Problem requirements —
Needed from the data below: every line from the one with "repository 71949645f0bc0d5e" up to and including the one with "pub use builder::StoreBuilder;", repeated exactly and with nothing else.

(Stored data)

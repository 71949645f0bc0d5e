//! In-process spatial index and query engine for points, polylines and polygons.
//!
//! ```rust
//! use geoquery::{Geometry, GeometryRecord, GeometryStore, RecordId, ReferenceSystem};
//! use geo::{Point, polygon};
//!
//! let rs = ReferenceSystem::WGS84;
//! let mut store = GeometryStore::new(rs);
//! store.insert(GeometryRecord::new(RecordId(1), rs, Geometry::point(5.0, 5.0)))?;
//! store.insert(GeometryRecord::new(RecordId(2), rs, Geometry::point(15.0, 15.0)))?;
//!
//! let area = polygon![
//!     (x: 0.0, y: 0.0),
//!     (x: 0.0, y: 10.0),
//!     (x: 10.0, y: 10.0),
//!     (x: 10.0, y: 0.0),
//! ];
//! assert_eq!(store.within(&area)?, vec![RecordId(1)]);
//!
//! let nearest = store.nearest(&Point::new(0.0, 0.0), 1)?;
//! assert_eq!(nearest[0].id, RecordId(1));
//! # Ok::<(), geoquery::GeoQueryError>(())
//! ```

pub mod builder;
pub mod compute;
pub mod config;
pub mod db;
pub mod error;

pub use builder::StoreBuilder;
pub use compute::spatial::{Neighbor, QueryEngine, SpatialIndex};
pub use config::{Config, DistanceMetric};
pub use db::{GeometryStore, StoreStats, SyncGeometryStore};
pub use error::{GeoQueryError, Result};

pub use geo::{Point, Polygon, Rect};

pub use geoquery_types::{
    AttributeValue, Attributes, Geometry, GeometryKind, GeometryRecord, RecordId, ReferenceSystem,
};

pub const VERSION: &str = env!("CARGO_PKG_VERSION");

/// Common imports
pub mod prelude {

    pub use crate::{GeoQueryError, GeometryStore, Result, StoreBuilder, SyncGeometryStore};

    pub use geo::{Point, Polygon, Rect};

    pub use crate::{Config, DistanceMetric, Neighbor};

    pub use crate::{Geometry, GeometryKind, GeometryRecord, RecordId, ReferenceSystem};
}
--
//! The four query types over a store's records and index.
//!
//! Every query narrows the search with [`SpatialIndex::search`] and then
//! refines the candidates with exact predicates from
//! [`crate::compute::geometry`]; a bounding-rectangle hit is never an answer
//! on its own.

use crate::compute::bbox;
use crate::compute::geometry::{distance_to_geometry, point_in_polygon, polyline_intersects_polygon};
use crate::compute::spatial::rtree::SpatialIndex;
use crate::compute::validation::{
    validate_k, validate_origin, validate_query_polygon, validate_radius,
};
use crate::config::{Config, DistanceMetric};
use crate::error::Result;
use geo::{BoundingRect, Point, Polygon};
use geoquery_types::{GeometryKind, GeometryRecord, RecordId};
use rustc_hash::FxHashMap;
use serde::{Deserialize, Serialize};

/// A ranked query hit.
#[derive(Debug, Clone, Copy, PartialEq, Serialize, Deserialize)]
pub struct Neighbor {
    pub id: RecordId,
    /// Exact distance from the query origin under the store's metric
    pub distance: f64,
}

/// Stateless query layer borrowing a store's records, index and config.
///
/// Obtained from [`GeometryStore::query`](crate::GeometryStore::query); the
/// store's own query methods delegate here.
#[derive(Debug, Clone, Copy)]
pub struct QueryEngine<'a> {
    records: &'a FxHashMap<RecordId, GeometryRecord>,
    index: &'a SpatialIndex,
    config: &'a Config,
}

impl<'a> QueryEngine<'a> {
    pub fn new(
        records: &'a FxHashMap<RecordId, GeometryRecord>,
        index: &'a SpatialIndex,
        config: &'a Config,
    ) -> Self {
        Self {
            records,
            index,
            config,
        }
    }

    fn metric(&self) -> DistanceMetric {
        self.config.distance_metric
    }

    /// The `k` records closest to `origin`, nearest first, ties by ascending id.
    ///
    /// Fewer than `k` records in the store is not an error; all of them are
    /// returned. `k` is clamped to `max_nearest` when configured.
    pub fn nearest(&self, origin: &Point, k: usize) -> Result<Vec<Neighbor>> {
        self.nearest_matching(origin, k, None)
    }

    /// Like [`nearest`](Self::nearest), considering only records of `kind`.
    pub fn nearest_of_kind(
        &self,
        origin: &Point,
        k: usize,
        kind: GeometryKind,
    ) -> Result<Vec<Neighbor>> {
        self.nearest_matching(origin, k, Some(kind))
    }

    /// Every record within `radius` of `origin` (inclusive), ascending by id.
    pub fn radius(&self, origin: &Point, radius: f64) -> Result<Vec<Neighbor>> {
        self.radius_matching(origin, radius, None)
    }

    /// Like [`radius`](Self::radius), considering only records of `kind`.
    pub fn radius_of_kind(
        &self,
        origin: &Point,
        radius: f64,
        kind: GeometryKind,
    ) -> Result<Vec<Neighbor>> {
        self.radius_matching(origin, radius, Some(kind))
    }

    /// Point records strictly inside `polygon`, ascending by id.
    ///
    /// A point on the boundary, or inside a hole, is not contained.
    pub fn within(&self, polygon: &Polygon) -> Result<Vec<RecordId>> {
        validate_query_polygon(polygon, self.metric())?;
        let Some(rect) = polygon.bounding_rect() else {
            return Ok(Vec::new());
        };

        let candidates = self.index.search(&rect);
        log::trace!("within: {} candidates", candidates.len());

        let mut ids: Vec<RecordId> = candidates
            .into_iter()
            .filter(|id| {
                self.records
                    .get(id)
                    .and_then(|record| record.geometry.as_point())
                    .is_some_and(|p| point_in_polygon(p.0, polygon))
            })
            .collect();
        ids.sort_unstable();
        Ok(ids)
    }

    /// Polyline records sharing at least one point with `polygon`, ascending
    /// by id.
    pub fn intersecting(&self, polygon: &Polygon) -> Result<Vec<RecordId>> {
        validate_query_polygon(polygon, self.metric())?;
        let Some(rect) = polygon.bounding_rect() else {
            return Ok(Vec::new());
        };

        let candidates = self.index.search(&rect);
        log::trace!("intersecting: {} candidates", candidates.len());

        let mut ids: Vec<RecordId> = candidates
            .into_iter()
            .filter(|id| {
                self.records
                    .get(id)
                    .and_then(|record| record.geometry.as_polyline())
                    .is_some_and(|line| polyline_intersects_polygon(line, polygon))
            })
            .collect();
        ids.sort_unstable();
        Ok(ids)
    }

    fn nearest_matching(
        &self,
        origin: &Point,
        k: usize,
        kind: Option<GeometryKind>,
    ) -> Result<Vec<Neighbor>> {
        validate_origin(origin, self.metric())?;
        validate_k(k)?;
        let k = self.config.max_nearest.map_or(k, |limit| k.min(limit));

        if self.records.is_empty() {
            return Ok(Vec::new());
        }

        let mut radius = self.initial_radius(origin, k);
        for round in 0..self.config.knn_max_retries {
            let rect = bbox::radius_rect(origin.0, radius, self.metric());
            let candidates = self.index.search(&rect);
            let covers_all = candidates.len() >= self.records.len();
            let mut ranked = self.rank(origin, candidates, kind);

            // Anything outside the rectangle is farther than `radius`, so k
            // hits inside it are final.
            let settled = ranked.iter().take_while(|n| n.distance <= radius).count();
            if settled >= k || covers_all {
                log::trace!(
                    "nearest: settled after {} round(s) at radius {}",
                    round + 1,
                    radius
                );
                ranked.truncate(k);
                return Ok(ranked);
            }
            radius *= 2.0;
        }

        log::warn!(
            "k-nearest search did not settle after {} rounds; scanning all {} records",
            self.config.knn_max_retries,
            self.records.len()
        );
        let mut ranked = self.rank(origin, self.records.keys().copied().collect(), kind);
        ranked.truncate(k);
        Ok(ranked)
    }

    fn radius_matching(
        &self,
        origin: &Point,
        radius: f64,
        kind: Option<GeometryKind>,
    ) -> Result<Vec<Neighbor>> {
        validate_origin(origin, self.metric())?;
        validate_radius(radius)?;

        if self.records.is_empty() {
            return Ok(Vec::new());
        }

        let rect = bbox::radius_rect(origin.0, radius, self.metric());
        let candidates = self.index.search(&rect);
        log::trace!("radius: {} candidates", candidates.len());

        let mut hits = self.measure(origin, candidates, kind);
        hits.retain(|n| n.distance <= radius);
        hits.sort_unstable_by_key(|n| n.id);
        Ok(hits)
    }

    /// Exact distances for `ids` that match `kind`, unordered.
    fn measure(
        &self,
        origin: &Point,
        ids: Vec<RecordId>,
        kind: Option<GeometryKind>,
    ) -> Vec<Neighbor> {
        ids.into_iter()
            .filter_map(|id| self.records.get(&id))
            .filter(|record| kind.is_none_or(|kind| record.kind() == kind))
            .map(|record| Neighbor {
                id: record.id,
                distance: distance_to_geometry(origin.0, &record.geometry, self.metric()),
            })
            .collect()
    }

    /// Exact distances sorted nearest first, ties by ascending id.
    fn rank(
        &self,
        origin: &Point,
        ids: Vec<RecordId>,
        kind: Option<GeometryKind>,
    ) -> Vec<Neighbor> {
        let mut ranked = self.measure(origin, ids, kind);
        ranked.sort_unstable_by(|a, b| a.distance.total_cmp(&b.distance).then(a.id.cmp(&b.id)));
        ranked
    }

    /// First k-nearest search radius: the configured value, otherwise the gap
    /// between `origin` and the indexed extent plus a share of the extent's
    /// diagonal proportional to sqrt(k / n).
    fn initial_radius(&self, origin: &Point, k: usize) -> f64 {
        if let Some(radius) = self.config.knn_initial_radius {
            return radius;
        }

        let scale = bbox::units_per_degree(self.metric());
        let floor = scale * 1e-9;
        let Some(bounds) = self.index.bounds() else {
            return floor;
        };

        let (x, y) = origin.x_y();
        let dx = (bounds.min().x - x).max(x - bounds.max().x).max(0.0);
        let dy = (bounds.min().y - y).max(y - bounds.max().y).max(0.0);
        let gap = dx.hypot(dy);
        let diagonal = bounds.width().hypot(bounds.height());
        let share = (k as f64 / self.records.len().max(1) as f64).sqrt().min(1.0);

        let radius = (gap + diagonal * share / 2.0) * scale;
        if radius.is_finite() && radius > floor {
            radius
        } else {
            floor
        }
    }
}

Output for this exercise —
repository 71949645f0bc0d5e
//! In-process spatial index and query engine for points, polylines and polygons.
//!
//! ```rust
//! use geoquery::{Geometry, GeometryRecord, GeometryStore, RecordId, ReferenceSystem};
//! use geo::{Point, polygon};
//!
//! let rs = ReferenceSystem::WGS84;
//! let mut store = GeometryStore::new(rs);
//! store.insert(GeometryRecord::new(RecordId(1), rs, Geometry::point(5.0, 5.0)))?;
//! store.insert(GeometryRecord::new(RecordId(2), rs, Geometry::point(15.0, 15.0)))?;
//!
//! let area = polygon![
//!     (x: 0.0, y: 0.0),
//!     (x: 0.0, y: 10.0),
//!     (x: 10.0, y: 10.0),
//!     (x: 10.0, y: 0.0),
//! ];
//! assert_eq!(store.within(&area)?, vec![RecordId(1)]);
//!
//! let nearest = store.nearest(&Point::new(0.0, 0.0), 1)?;
//! assert_eq!(nearest[0].id, RecordId(1));
//! # Ok::<(), geoquery::GeoQueryError>(())
//! ```

pub mod builder;
pub mod compute;
pub mod config;
pub mod db;
pub mod error;

pub use builder::StoreBuilder;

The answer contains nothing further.